*About this task:* Transcribe the listing below in its entirety.

*Source material:*
// Server module entry
// Binds the listener, announces it, and runs the accept loop

pub mod connection;
pub mod error;
pub mod listener;
pub mod signal;

// `loop` is a keyword, so the file is mounted as `server_loop`
#[path = "loop.rs"]
pub mod server_loop;

use std::sync::Arc;

pub use error::ServerError;
pub use listener::bind_listener;
pub use server_loop::serve;

use crate::config::AppState;
use crate::logger;

/// Bind the configured address and serve until a shutdown signal.
///
/// A bind failure, or an accept error that is not transient, is returned to
/// the caller, which treats it as fatal.
pub async fn run(state: Arc<AppState>) -> Result<(), ServerError> {
    let addr = state
        .config
        .get_socket_addr()
        .map_err(ServerError::InvalidAddress)?;

    let listener = bind_listener(addr, state.config.server.backlog)?;
    let local_addr = listener.local_addr()?;
    logger::log_server_start(&local_addr, &state.config);

    serve(listener, state, signal::shutdown_signal()).await
}

#[cfg(test)]
mod tests {
    use super::*;
    use crate::config::Config;
    use crate::handler::build_route_table;
    use http_body_util::{BodyExt, Full};
    use hyper::body::Bytes;
    use hyper::{Method, Request, StatusCode};
    use hyper_util::client::legacy::Client;
    use hyper_util::rt::TokioExecutor;
    use std::net::SocketAddr;
    use tokio::sync::oneshot;

    fn test_config() -> Config {
        let mut config = Config::load_from("definitely-missing-config").unwrap();
        config.server.host = "127.0.0.1".to_string();
        config.server.port = 0;
        config.logging.access_log = false;
        config
    }

    async fn start_server(config: Config) -> (SocketAddr, oneshot::Sender<()>) {
        let routes = build_route_table(&config.routing).unwrap();
        let addr = config.get_socket_addr().unwrap();
        let backlog = config.server.backlog;
        let state = Arc::new(AppState::new(config, routes));

        let listener = bind_listener(addr, backlog).unwrap();
        let local_addr = listener.local_addr().unwrap();
        let (tx, rx) = oneshot::channel::<()>();
        tokio::spawn(serve(listener, state, async move {
            let _ = rx.await;
            "test"
        }));
        (local_addr, tx)
    }

    async fn call(addr: SocketAddr, method: Method, path: &str, body: &str) -> (StatusCode, String) {
        let client = Client::builder(TokioExecutor::new()).build_http::<Full<Bytes>>();
        let req = Request::builder()
            .method(method)
            .uri(format!("http://{addr}{path}"))
            .body(Full::new(Bytes::from(body.to_string())))
            .unwrap();
        let resp = client.request(req).await.unwrap();
        let status = resp.status();
        let bytes = resp.into_body().collect().await.unwrap().to_bytes();
        (status, String::from_utf8(bytes.to_vec()).unwrap())
    }

    #[tokio::test]
    async fn test_end_to_end() {
        let (addr, stop) = start_server(test_config()).await;

        let (status, body) = call(addr, Method::GET, "/hello", "").await;
        assert_eq!(status, StatusCode::OK);
        assert_eq!(body, "Hello to you too!");

        let (status, body) = call(addr, Method::GET, "/print/hey%20there", "").await;
        assert_eq!(status, StatusCode::OK);
        assert_eq!(body, "hey there");

        let (status, body) = call(addr, Method::GET, "/request-info/abc?q=1&q=2", "").await;
        assert_eq!(status, StatusCode::OK);
        let json: serde_json::Value = serde_json::from_str(&body).unwrap();
        assert_eq!(json["query_parameters"]["q"], serde_json::json!(["1", "2"]));
        assert_eq!(json["dynamic_url_parameters"]["params"], "abc");
        assert_eq!(json["host"], addr.to_string());

        let (status, _) = call(addr, Method::GET, "/nonexistent", "").await;
        assert_eq!(status, StatusCode::NOT_FOUND);

        // The server is still alive after a miss
        let (status, _) = call(addr, Method::GET, "/system", "").await;
        assert_eq!(status, StatusCode::OK);

        let _ = stop.send(());
    }

    #[tokio::test]
    async fn test_concurrent_requests() {
        let (addr, stop) = start_server(test_config()).await;

        let tasks: Vec<_> = (0..16)
            .map(|i| {
                tokio::spawn(async move {
                    call(addr, Method::GET, &format!("/print/item-{i}"), "").await
                })
            })
            .collect();

        for (i, task) in tasks.into_iter().enumerate() {
            let (status, body) = task.await.unwrap();
            assert_eq!(status, StatusCode::OK);
            assert_eq!(body, format!("item-{i}"));
        }

        let _ = stop.send(());
    }

    #[tokio::test]
    async fn test_run_fails_when_port_taken() {
        let holder = bind_listener("127.0.0.1:0".parse().unwrap(), 16).unwrap();
        let taken = holder.local_addr().unwrap();

        let mut config = test_config();
        config.server.port = taken.port();
        let routes = build_route_table(&config.routing).unwrap();
        let state = Arc::new(AppState::new(config, routes));

        let err = run(state).await.unwrap_err();
        assert!(matches!(err, ServerError::Bind { .. }));
    }

    #[tokio::test]
    async fn test_run_rejects_bad_address() {
        let mut config = test_config();
        config.server.host = "not-an-ip".to_string();
        let routes = build_route_table(&config.routing).unwrap();
        let state = Arc::new(AppState::new(config, routes));

        let err = run(state).await.unwrap_err();
        assert!(matches!(err, ServerError::InvalidAddress(_)));
    }
}
// Signal handling module
//
// SIGINT and SIGTERM stop the accept loop; on other platforms only Ctrl+C.

use crate::logger;

/// Resolve with the name of the first shutdown signal received
#[cfg(unix)]
pub async fn shutdown_signal() -> &'static str {
    use tokio::signal::unix::{signal, SignalKind};

    let (mut sigterm, mut sigint) = match (
        signal(SignalKind::terminate()),
        signal(SignalKind::interrupt()),
    ) {
        (Ok(term), Ok(int)) => (term, int),
        (Err(e), _) | (_, Err(e)) => {
            logger::log_warning(&format!("Failed to register signal handlers: {e}"));
            return std::future::pending().await;
        }
    };

    tokio::select! {
        _ = sigterm.recv() => "SIGTERM",
        _ = sigint.recv() => "SIGINT",
    }
}

/// Windows fallback - only handles Ctrl+C
#[cfg(not(unix))]
pub async fn shutdown_signal() -> &'static str {
    if let Err(e) = tokio::signal::ctrl_c().await {
        logger::log_warning(&format!("Failed to listen for Ctrl+C: {e}"));
        return std::future::pending().await;
    }
    "Ctrl+C"
}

*Exercise solution:*
// Server module entry
// Binds the listener, announces it, and runs the accept loop

pub mod connection;
pub mod error;
pub mod listener;
pub mod signal;

// `loop` is a keyword, so the file is mounted as `server_loop`
#[path = "loop.rs"]
pub mod server_loop;

use std::sync::Arc;

pub use error::ServerError;
pub use listener::bind_listener;
pub use server_loop::serve;

use crate::config::AppState;
use crate::logger;

/// Bind the configured address and serve until a shutdown signal.
///
/// A bind failure, or an accept error that is not transient, is returned to
/// the caller, which treats it as fatal.
pub async fn run(state: Arc<AppState>) -> Result<(), ServerError> {
    let addr = state
        .config
        .get_socket_addr()
        .map_err(ServerError::InvalidAddress)?;

    let listener = bind_listener(addr, state.config.server.backlog)?;
    let local_addr = listener.local_addr()?;
    logger::log_server_start(&local_addr, &state.config);

    serve(listener, state, signal::shutdown_signal()).await
}

#[cfg(test)]
mod tests {
    use super::*;
    use crate::config::Config;
    use crate::handler::build_route_table;
    use http_body_util::{BodyExt, Full};
    use hyper::body::Bytes;
    use hyper::{Method, Request, StatusCode};
    use hyper_util::client::legacy::Client;
    use hyper_util::rt::TokioExecutor;
    use std::net::SocketAddr;
    use tokio::sync::oneshot;

    fn test_config() -> Config {
        let mut config = Config::load_from("definitely-missing-config").unwrap();
        config.server.host = "127.0.0.1".to_string();
        config.server.port = 0;
        config.logging.access_log = false;
        config
    }

    async fn start_server(config: Config) -> (SocketAddr, oneshot::Sender<()>) {
        let routes = build_route_table(&config.routing).unwrap();
        let addr = config.get_socket_addr().unwrap();
        let backlog = config.server.backlog;
        let state = Arc::new(AppState::new(config, routes));

        let listener = bind_listener(addr, backlog).unwrap();
        let local_addr = listener.local_addr().unwrap();
        let (tx, rx) = oneshot::channel::<()>();
        tokio::spawn(serve(listener, state, async move {
            let _ = rx.await;
            "test"
        }));
        (local_addr, tx)
    }

    async fn call(addr: SocketAddr, method: Method, path: &str, body: &str) -> (StatusCode, String) {
        let client = Client::builder(TokioExecutor::new()).build_http::<Full<Bytes>>();
        let req = Request::builder()
            .method(method)
            .uri(format!("http://{addr}{path}"))
            .body(Full::new(Bytes::from(body.to_string())))
            .unwrap();
        let resp = client.request(req).await.unwrap();
        let status = resp.status();
        let bytes = resp.into_body().collect().await.unwrap().to_bytes();
        (status, String::from_utf8(bytes.to_vec()).unwrap())
    }

    #[tokio::test]
    async fn test_end_to_end() {
        let (addr, stop) = start_server(test_config()).await;

        let (status, body) = call(addr, Method::GET, "/hello", "").await;
        assert_eq!(status, StatusCode::OK);
        assert_eq!(body, "Hello to you too!");

        let (status, body) = call(addr, Method::GET, "/print/hey%20there", "").await;
        assert_eq!(status, StatusCode::OK);
        assert_eq!(body, "hey there");

        let (status, body) = call(addr, Method::GET, "/request-info/abc?q=1&q=2", "").await;
        assert_eq!(status, StatusCode::OK);
        let json: serde_json::Value = serde_json::from_str(&body).unwrap();
        assert_eq!(json["query_parameters"]["q"], serde_json::json!(["1", "2"]));
        assert_eq!(json["dynamic_url_parameters"]["params"], "abc");
        assert_eq!(json["host"], addr.to_string());

        let (status, _) = call(addr, Method::GET, "/nonexistent", "").await;
        assert_eq!(status, StatusCode::NOT_FOUND);

        // The server is still alive after a miss
        let (status, _) = call(addr, Method::GET, "/system", "").await;
        assert_eq!(status, StatusCode::OK);

        let _ = stop.send(());
    }

    #[tokio::test]
    async fn test_concurrent_requests() {
        let (addr, stop) = start_server(test_config()).await;

        let tasks: Vec<_> = (0..16)
            .map(|i| {
                tokio::spawn(async move {
                    call(addr, Method::GET, &format!("/print/item-{i}"), "").await
                })
            })
            .collect();

        for (i, task) in tasks.into_iter().enumerate() {
            let (status, body) = task.await.unwrap();
            assert_eq!(status, StatusCode::OK);
            assert_eq!(body, format!("item-{i}"));
        }

        let _ = stop.send(());
    }

    #[tokio::test]
    async fn test_run_fails_when_port_taken() {
        let holder = bind_listener("127.0.0.1:0".parse().unwrap(), 16).unwrap();
        let taken = holder.local_addr().unwrap();

        let mut config = test_config();
        config.server.port = taken.port();
        let routes = build_route_table(&config.routing).unwrap();
        let state = Arc::new(AppState::new(config, routes));

        let err = run(state).await.unwrap_err();
        assert!(matches!(err, ServerError::Bind { .. }));
    }

    #[tokio::test]
    async fn test_run_rejects_bad_address() {
        let mut config = test_config();
        config.server.host = "not-an-ip".to_string();
        let routes = build_route_table(&config.routing).unwrap();
        let state = Arc::new(AppState::new(config, routes));

        let err = run(state).await.unwrap_err();
        assert!(matches!(err, ServerError::InvalidAddress(_)));
    }
}
// Signal handling module
//
// SIGINT and SIGTERM stop the accept loop; on other platforms only Ctrl+C.

use crate::logger;

/// Resolve with the name of the first shutdown signal received
#[cfg(unix)]
pub async fn shutdown_signal() -> &'static str {
    use tokio::signal::unix::{signal, SignalKind};

    let (mut sigterm, mut sigint) = match (
        signal(SignalKind::terminate()),
        signal(SignalKind::interrupt()),
    ) {
        (Ok(term), Ok(int)) => (term, int),
        (Err(e), _) | (_, Err(e)) => {
            logger::log_warning(&format!("Failed to register signal handlers: {e}"));
            return std::future::pending().await;
        }
    };

    tokio::select! {
        _ = sigterm.recv() => "SIGTERM",
        _ = sigint.recv() => "SIGINT",
    }
}

/// Windows fallback - only handles Ctrl+C
#[cfg(not(unix))]
pub async fn shutdown_signal() -> &'static str {
    if let Err(e) = tokio::signal::ctrl_c().await {
        logger::log_warning(&format!("Failed to listen for Ctrl+C: {e}"));
        return std::future::pending().await;
    }
    "Ctrl+C"
}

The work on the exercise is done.